EXERCISE AIM → Given the records below, would you repeat exactly the lines that begin at the one containing "Left singular vectors" and end at the one containing "let (rows, cols) = x.shape();", inclusive?

[Collected data]
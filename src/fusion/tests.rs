use super::*;
use crate::image::ImageF32;

/// Three spatial patterns; ion images are non-negative mixtures of them.
fn patterns(w: usize, h: usize) -> [ImageF32; 3] {
    let mut left = ImageF32::new(w, h);
    let mut top = ImageF32::new(w, h);
    let mut ring = ImageF32::new(w, h);
    let (cx, cy) = (w as f32 / 2.0, h as f32 / 2.0);
    for y in 0..h {
        for x in 0..w {
            left.set(x, y, if x < w / 2 { 1.0 } else { 0.1 });
            top.set(x, y, if y < h / 3 { 1.0 } else { 0.0 });
            let r = ((x as f32 - cx).powi(2) + (y as f32 - cy).powi(2)).sqrt();
            ring.set(x, y, if (4.0..7.0).contains(&r) { 1.0 } else { 0.0 });
        }
    }
    [left, top, ring]
}

fn mix(p: &[ImageF32; 3], a: f32, b: f32, c: f32) -> ImageF32 {
    let mut out = ImageF32::new(p[0].w, p[0].h);
    for i in 0..out.len() {
        out.data[i] = a * p[0].data[i] + b * p[1].data[i] + c * p[2].data[i];
    }
    out
}

fn stack() -> (Vec<ImageF32>, Vec<f64>, ImageF32) {
    let p = patterns(20, 20);
    let images = vec![
        mix(&p, 1.0, 0.0, 0.0),
        mix(&p, 0.0, 1.0, 0.0),
        mix(&p, 0.0, 0.0, 1.0),
        mix(&p, 0.2, 0.9, 0.0),
        mix(&p, 0.1, 0.0, 0.8),
        mix(&p, 0.9, 0.1, 0.1),
    ];
    let mzs = vec![100.0, 200.0, 300.0, 400.0, 500.0, 600.0];
    let reference = mix(&p, 0.0, 0.0, 1.0);
    (images, mzs, reference)
}

#[test]
fn nmf_fusion_ranks_the_matching_ion_first() {
    let _ = env_logger::builder().is_test(true).try_init();
    let (images, mzs, reference) = stack();
    let mask = vec![true; 400];
    let fusion = Fusion::new(FusionOptions {
        nmf: NmfOptions {
            n_components: 3,
            max_iterations: 500,
            tolerance: 1e-6,
        },
        top_n: 3,
        ..FusionOptions::default()
    });
    let result = fusion.fuse(&images, &reference, &mask, &mzs).unwrap();
    assert_eq!(result.ranking.len(), 3);
    assert_eq!(result.ranking[0].mz, 300.0, "{:?}", result.ranking);
    assert_eq!(result.component_images.len(), 3);
    assert_eq!(result.coordinates.len(), 6);
    match result.quality {
        FusionQuality::ReconstructionError { relative_error, .. } => {
            assert!(relative_error < 0.1, "relative error {relative_error}")
        }
        other => panic!("unexpected quality {other:?}"),
    }
}

#[test]
fn pca_fusion_ranks_the_matching_ion_first() {
    let (images, mzs, reference) = stack();
    let mask = vec![true; 400];
    let fusion = Fusion::new(FusionOptions {
        method: FusionMethod::Pca,
        nmf: NmfOptions {
            n_components: 3,
            ..NmfOptions::default()
        },
        ..FusionOptions::default()
    });
    let result = fusion.fuse(&images, &reference, &mask, &mzs).unwrap();
    assert_eq!(result.ranking[0].index, 2);
    assert!(result.ranking[0].score < 1e-6, "{:?}", result.ranking[0]);
    let FusionQuality::ExplainedVariance { ratios } = &result.quality else {
        panic!("PCA reports explained variance");
    };
    assert!(ratios.iter().sum::<f64>() > 0.99);
}

#[test]
fn correlation_baseline_agrees() {
    let (images, mzs, reference) = stack();
    let ranked = rank_by_correlation(&images, &reference, &vec![true; 400], &mzs);
    assert_eq!(ranked[0].index, 2);
}

#[test]
fn mismatched_labels_and_empty_masks_fail() {
    let (images, mzs, reference) = stack();
    let fusion = Fusion::default();
    assert!(matches!(
        fusion.fuse(&images, &reference, &vec![true; 400], &mzs[..2]),
        Err(DecompositionError::ShapeMismatch { .. })
    ));
    assert_eq!(
        fusion
            .fuse(&images, &reference, &vec![false; 400], &mzs)
            .unwrap_err(),
        DecompositionError::EmptyMask
    );
}
//! Angle utilities used by the rigid registration stage.

use std::f64::consts::PI;

/// Wraps an angle into the range (−π, π].
#[inline]
pub fn wrap_pi(angle: f64) -> f64 {
    let mut a = (angle + PI).rem_euclid(2.0 * PI) - PI;
    if a <= -PI {
        a += 2.0 * PI;
    }
    a
}

#[cfg(test)]
mod tests {
    use super::*;

    fn approx_eq(a: f64, b: f64) -> bool {
        (a - b).abs() < 1e-9
    }

    #[test]
    fn wrap_pi_basic() {
        assert!(approx_eq(wrap_pi(0.5), 0.5));
        assert!(approx_eq(wrap_pi(PI), PI));
        assert!(approx_eq(wrap_pi(-PI), PI));
        assert!(approx_eq(wrap_pi(3.0 * PI), PI));
        assert!(approx_eq(wrap_pi(2.0 * PI + 0.25), 0.25));
    }
}
//! Truncated SVD through the smaller Gram matrix.
//!
//! Ion-image stacks are short and wide (tens of images, thousands of
//! pixels), so the eigen decomposition of `X Xᵀ` is far cheaper than a full
//! SVD of `X`.

use nalgebra::{DMatrix, DVector, SymmetricEigen};

const SIGMA_EPS: f64 = 1e-12;

pub(crate) struct Svd {
    /// Left singular vectors as columns (`rows × k`).
    pub u: DMatrix<f64>,
    pub sigma: DVector<f64>,
    /// Right singular vectors as rows (`k × cols`).
    pub vt: DMatrix<f64>,
    /// Every eigenvalue of the Gram matrix, descending.
    pub all_eigenvalues: Vec<f64>,
}

/// Leading `k` singular triplets of `x`, sorted by decreasing singular value.
/// Triplets with a vanishing singular value get zero vectors.
pub(crate) fn truncated_svd(x: &DMatrix<f64>, k: usize) -> Svd {
    let (rows, cols) = x.shape();
    let wide = rows <= cols;
    let gram = if wide {
        x * x.transpose()
    } else {
        x.transpose() * x
    };
    let eig = SymmetricEigen::new(gram);
    let mut order: Vec<usize> = (0..eig.eigenvalues.len()).collect();
    order.sort_by(|&a, &b| eig.eigenvalues[b].total_cmp(&eig.eigenvalues[a]));
    let all_eigenvalues: Vec<f64> = order.iter().map(|&i| eig.eigenvalues[i].max(0.0)).collect();

    let mut u = DMatrix::zeros(rows, k);
    let mut vt = DMatrix::zeros(k, cols);
    let mut sigma = DVector::zeros(k);
    for (j, &idx) in order.iter().take(k).enumerate() {
        let s = eig.eigenvalues[idx].max(0.0).sqrt();
        sigma[j] = s;
        if s <= SIGMA_EPS {
            continue;
        }
        let vec = eig.eigenvectors.column(idx);
        if wide {
            let v = x.transpose() * vec / s;
            u.set_column(j, &vec);
            vt.set_row(j, &v.transpose());
        } else {
            let left = x * vec / s;
            u.set_column(j, &left);
            vt.set_row(j, &vec.transpose());
        }
    }
    Svd {
        u,
        sigma,
        vt,
        all_eigenvalues,
    }
}

#[cfg(test)]
mod tests {
    use super::*;

    #[test]
    fn reconstructs_a_rank_two_matrix() {
        let x = DMatrix::from_row_slice(3, 4, &[
            1.0, 2.0, 0.0, 1.0, //
            2.0, 4.0, 0.0, 2.0, //
            0.0, 1.0, 3.0, 1.0,
        ]);
        let svd = truncated_svd(&x, 2);
        let approx = &svd.u * DMatrix::from_diagonal(&svd.sigma) * &svd.vt;
        assert!((approx - &x).norm() < 1e-9);
        assert!(svd.sigma[0] >= svd.sigma[1]);
        assert!(svd.all_eigenvalues[2].abs() < 1e-9);
    }
}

SOLUTION FOR THIS TASK →
    /// Left singular vectors as columns (`rows × k`).
    pub u: DMatrix<f64>,
    pub sigma: DVector<f64>,
    /// Right singular vectors as rows (`k × cols`).
    pub vt: DMatrix<f64>,
    /// Every eigenvalue of the Gram matrix, descending.
    pub all_eigenvalues: Vec<f64>,
}

/// Leading `k` singular triplets of `x`, sorted by decreasing singular value.
/// Triplets with a vanishing singular value get zero vectors.
pub(crate) fn truncated_svd(x: &DMatrix<f64>, k: usize) -> Svd {
    let (rows, cols) = x.shape();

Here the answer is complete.